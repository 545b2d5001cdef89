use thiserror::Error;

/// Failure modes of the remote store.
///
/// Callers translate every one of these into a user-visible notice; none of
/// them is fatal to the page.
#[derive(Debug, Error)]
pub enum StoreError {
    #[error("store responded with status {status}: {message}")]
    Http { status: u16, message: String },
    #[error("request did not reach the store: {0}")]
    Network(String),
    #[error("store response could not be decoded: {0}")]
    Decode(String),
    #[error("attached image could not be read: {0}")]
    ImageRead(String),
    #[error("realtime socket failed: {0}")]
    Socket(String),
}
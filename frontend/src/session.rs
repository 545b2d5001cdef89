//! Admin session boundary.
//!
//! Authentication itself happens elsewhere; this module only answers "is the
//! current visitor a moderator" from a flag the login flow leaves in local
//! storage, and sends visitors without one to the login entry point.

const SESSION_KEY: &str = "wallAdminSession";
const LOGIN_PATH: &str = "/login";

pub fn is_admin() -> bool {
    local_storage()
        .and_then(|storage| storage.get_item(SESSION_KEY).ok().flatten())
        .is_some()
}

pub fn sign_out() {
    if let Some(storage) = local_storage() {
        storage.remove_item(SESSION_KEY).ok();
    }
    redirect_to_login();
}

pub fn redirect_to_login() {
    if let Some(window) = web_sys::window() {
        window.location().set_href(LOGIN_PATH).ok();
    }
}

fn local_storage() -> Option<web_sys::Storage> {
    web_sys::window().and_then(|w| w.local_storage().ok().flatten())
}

■ ■ ■ ■

Exercise — Give back every entry, unchanged in any way.

Problem solution —
repository 545b2d5001cdef89
use thiserror::Error;

/// Failure modes of the remote store.
///
/// Callers translate every one of these into a user-visible notice; none of
/// them is fatal to the page.
#[derive(Debug, Error)]
pub enum StoreError {
    #[error("store responded with status {status}: {message}")]
    Http { status: u16, message: String },
    #[error("request did not reach the store: {0}")]
    Network(String),
    #[error("store response could not be decoded: {0}")]
    Decode(String),
    #[error("attached image could not be read: {0}")]
    ImageRead(String),
    #[error("realtime socket failed: {0}")]
    Socket(String),
}
filename frontend/src/session.rs
repository 545b2d5001cdef89
//! Admin session boundary.
//!
//! Authentication itself happens elsewhere; this module only answers "is the
//! current visitor a moderator" from a flag the login flow leaves in local
//! storage, and sends visitors without one to the login entry point.

const SESSION_KEY: &str = "wallAdminSession";
const LOGIN_PATH: &str = "/login";

pub fn is_admin() -> bool {
    local_storage()
        .and_then(|storage| storage.get_item(SESSION_KEY).ok().flatten())
        .is_some()
}

pub fn sign_out() {
    if let Some(storage) = local_storage() {
        storage.remove_item(SESSION_KEY).ok();
    }
    redirect_to_login();
}

pub fn redirect_to_login() {
    if let Some(window) = web_sys::window() {
        window.location().set_href(LOGIN_PATH).ok();
    }
}

fn local_storage() -> Option<web_sys::Storage> {
    web_sys::window().and_then(|w| w.local_storage().ok().flatten())
}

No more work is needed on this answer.